> [Exercise] Search the listing below for the string "gate" and copy every line where it occurs.
══ Records to use ══
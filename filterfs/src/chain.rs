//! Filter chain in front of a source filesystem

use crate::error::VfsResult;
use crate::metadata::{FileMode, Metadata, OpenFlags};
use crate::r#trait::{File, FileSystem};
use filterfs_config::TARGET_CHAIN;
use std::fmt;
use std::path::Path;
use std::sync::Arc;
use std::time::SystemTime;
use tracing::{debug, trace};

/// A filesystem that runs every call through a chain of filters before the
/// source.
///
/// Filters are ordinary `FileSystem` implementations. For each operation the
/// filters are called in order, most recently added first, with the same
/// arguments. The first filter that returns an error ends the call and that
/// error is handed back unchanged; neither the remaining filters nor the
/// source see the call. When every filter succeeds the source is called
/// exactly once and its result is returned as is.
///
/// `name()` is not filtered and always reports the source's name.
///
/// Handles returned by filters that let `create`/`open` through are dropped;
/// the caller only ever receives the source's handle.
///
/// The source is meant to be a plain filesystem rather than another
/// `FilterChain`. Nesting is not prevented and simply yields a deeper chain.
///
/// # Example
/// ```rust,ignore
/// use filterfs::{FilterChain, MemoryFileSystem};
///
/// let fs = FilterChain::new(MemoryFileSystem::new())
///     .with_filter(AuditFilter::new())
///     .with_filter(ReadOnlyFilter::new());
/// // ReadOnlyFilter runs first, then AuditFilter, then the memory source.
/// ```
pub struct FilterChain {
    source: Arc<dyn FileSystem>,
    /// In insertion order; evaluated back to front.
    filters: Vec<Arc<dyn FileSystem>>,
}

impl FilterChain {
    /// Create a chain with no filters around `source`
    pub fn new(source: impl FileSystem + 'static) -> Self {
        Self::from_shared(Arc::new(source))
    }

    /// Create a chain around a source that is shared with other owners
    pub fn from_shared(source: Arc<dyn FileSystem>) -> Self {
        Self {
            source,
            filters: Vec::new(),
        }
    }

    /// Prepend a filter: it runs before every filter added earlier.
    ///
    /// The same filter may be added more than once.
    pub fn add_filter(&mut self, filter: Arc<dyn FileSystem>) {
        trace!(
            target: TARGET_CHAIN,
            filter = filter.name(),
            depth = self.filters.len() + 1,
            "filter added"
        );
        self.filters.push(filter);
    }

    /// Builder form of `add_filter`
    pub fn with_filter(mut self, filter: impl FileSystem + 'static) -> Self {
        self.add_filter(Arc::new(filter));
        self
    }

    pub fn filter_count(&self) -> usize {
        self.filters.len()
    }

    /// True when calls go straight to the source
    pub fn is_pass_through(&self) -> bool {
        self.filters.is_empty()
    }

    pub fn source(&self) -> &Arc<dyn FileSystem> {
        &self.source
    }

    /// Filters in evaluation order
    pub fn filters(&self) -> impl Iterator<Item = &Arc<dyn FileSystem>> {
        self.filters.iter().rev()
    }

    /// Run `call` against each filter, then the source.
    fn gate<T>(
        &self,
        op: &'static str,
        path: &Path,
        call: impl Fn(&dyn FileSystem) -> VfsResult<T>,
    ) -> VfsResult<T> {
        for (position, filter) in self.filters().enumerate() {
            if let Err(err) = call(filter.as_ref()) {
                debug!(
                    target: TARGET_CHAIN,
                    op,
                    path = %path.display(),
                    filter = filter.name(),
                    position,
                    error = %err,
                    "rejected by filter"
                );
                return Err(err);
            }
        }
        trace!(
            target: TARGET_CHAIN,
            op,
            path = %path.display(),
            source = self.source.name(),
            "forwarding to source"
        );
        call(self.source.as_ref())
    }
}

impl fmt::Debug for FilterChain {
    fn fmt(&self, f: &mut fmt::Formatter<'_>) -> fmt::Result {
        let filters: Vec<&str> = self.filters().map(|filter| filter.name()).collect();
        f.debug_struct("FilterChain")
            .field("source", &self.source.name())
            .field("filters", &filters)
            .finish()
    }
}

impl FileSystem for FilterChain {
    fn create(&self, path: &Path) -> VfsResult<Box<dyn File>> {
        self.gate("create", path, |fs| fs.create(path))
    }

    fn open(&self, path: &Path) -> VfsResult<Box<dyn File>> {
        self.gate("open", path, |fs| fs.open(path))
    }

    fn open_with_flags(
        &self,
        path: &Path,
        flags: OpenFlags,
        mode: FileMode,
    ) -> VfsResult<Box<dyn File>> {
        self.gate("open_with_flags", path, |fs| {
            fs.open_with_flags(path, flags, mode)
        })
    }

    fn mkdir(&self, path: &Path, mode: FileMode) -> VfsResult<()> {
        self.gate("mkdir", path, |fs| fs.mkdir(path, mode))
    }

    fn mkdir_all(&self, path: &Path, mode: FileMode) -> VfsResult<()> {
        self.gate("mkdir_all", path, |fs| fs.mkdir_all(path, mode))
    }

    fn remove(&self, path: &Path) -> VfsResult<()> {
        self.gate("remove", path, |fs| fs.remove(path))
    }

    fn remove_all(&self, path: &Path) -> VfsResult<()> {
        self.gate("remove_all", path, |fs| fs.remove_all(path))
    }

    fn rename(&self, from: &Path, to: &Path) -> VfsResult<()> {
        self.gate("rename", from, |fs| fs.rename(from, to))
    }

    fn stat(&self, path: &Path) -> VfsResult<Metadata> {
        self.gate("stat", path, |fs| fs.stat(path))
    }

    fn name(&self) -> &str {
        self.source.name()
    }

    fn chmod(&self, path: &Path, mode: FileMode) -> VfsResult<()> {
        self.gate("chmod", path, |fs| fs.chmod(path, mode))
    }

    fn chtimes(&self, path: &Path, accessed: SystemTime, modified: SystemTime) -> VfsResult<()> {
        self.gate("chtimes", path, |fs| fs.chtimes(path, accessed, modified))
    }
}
═══
> [Answer section]
    fn gate<T>(
        self.gate("create", path, |fs| fs.create(path))
        self.gate("open", path, |fs| fs.open(path))
        self.gate("open_with_flags", path, |fs| {
        self.gate("mkdir", path, |fs| fs.mkdir(path, mode))
        self.gate("mkdir_all", path, |fs| fs.mkdir_all(path, mode))
        self.gate("remove", path, |fs| fs.remove(path))
        self.gate("remove_all", path, |fs| fs.remove_all(path))
        self.gate("rename", from, |fs| fs.rename(from, to))
        self.gate("stat", path, |fs| fs.stat(path))
        self.gate("chmod", path, |fs| fs.chmod(path, mode))
        self.gate("chtimes", path, |fs| fs.chtimes(path, accessed, modified))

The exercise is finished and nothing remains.